In a fierce national election season, it behooves us to remember that democracy is less an absolute destination and more of a both/andian process, one that calls forth both authentic individual voices and the creative holding of group tensions.

The devil is in the details, of course, but Parker Palmer reminds us that our most productive insights and solutions usually emerge from respectful, balanced, patient interaction among often divergent voices, which is a radical feature of the American system as designed by our founders. My religion teaches that Beloved Community has democratic legs and a citizen heart.

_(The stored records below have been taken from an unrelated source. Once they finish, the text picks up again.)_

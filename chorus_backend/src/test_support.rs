//! Fakes shared by the pipeline tests.

use std::collections::VecDeque;
use std::sync::atomic::{AtomicI64, AtomicUsize, Ordering};
use std::sync::Mutex;

use anyhow::Result;
use async_trait::async_trait;
use chrono::{Duration, Utc};

use crate::chat::{Author, ChannelScope, ChatMessage, ChatSurface, ChatTurn};
use crate::config::PersonaProfile;
use crate::llm_client::CompletionBackend;

pub const GUILD: &str = "guild-1";
pub const CHANNEL: &str = "chan-1";

static CLOCK: AtomicI64 = AtomicI64::new(0);

pub fn profile(name: &str) -> PersonaProfile {
    let mut profile = PersonaProfile::new(name, "test/model");
    profile.system_prompt = format!("You are {}, a friendly regular in this server.", name);
    profile
}

pub fn channel() -> ChannelScope {
    ChannelScope {
        guild_id: Some(GUILD.to_string()),
        channel_id: CHANNEL.to_string(),
    }
}

fn message(id: &str, author: Author, content: &str) -> ChatMessage {
    let tick = CLOCK.fetch_add(1, Ordering::SeqCst);
    ChatMessage {
        id: id.to_string(),
        author,
        content: content.to_string(),
        attachments: Vec::new(),
        channel: channel(),
        mentions: Vec::new(),
        created_at: Utc::now() + Duration::milliseconds(tick),
    }
}

pub fn human_message(id: &str, name: &str, content: &str) -> ChatMessage {
    message(
        id,
        Author {
            id: format!("user-{}", name),
            display_name: name.to_string(),
            is_bot: false,
        },
        content,
    )
}

pub fn bot_message(id: &str, bot_id: &str, name: &str, content: &str) -> ChatMessage {
    message(
        id,
        Author {
            id: bot_id.to_string(),
            display_name: name.to_string(),
            is_bot: true,
        },
        content,
    )
}

type ScriptedReply = std::result::Result<Option<String>, String>;

/// Backend that replays canned completions and records every request.
pub struct ScriptedBackend {
    replies: Mutex<VecDeque<ScriptedReply>>,
    fallback: Option<ScriptedReply>,
    requests: Mutex<Vec<Vec<ChatTurn>>>,
    call_instants: Mutex<Vec<tokio::time::Instant>>,
    calls: AtomicUsize,
    summary: String,
}

impl ScriptedBackend {
    pub fn new(replies: Vec<ScriptedReply>) -> Self {
        Self {
            replies: Mutex::new(replies.into()),
            fallback: None,
            requests: Mutex::new(Vec::new()),
            call_instants: Mutex::new(Vec::new()),
            calls: AtomicUsize::new(0),
            summary: "sam asked about chess openings".to_string(),
        }
    }

    pub fn repeating(reply: ScriptedReply) -> Self {
        let mut backend = Self::new(Vec::new());
        backend.fallback = Some(reply);
        backend
    }

    pub fn calls(&self) -> usize {
        self.calls.load(Ordering::SeqCst)
    }

    /// When each `complete_json` call arrived, on the tokio clock.
    pub fn call_instants(&self) -> Vec<tokio::time::Instant> {
        self.call_instants.lock().unwrap().clone()
    }

    pub fn request(&self, index: usize) -> Vec<ChatTurn> {
        self.requests.lock().unwrap()[index].clone()
    }

    pub fn summary(&self) -> &str {
        &self.summary
    }
}

#[async_trait]
impl CompletionBackend for ScriptedBackend {
    async fn complete_json(
        &self,
        _profile: &PersonaProfile,
        messages: &[ChatTurn],
    ) -> Result<Option<String>> {
        self.calls.fetch_add(1, Ordering::SeqCst);
        self.call_instants
            .lock()
            .unwrap()
            .push(tokio::time::Instant::now());
        self.requests.lock().unwrap().push(messages.to_vec());

        let next = self.replies.lock().unwrap().pop_front();
        let reply = next
            .or_else(|| self.fallback.clone())
            .unwrap_or_else(|| Err("script exhausted".to_string()));
        reply.map_err(|e| anyhow::anyhow!(e))
    }

    async fn complete_text(
        &self,
        _profile: &PersonaProfile,
        _messages: &[ChatTurn],
    ) -> Result<String> {
        Ok(self.summary.clone())
    }
}

/// Surface with a fixed history that records what gets posted.
pub struct RecordingSurface {
    history: Mutex<Vec<ChatMessage>>,
    posted: Mutex<Vec<String>>,
    fail_posts: bool,
}

impl RecordingSurface {
    pub fn new(history: Vec<ChatMessage>) -> Self {
        Self {
            history: Mutex::new(history),
            posted: Mutex::new(Vec::new()),
            fail_posts: false,
        }
    }

    pub fn failing(history: Vec<ChatMessage>) -> Self {
        let mut surface = Self::new(history);
        surface.fail_posts = true;
        surface
    }

    pub fn posted(&self) -> Vec<String> {
        self.posted.lock().unwrap().clone()
    }
}

#[async_trait]
impl ChatSurface for RecordingSurface {
    async fn recent_messages(
        &self,
        _channel: &ChannelScope,
        limit: usize,
    ) -> Result<Vec<ChatMessage>> {
        let history = self.history.lock().unwrap();
        let skip = history.len().saturating_sub(limit);
        Ok(history.iter().skip(skip).cloned().collect())
    }

    async fn post_message(&self, _channel: &ChannelScope, text: &str) -> Result<()> {
        if self.fail_posts {
            anyhow::bail!("gateway unavailable");
        }
        self.posted.lock().unwrap().push(text.to_string());
        Ok(())
    }
}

And relationships matter, as we discover by participating together over time, such as in our thriving Interfaith Council. Democracy is not a spectator sport at any level, at least not when most effective, and it demands an inclusive courage from its adherents. I honor those among us who can both speak forthrightly from their passionate citizen heart and listen well with their equitable citizen ears. Unity and Love inform me at a depth level on this meaningful journey.

Rev. Jaco B. ten Hove is co-minister (with spouse Barbara) at Cedars Unitarian Universalist Church.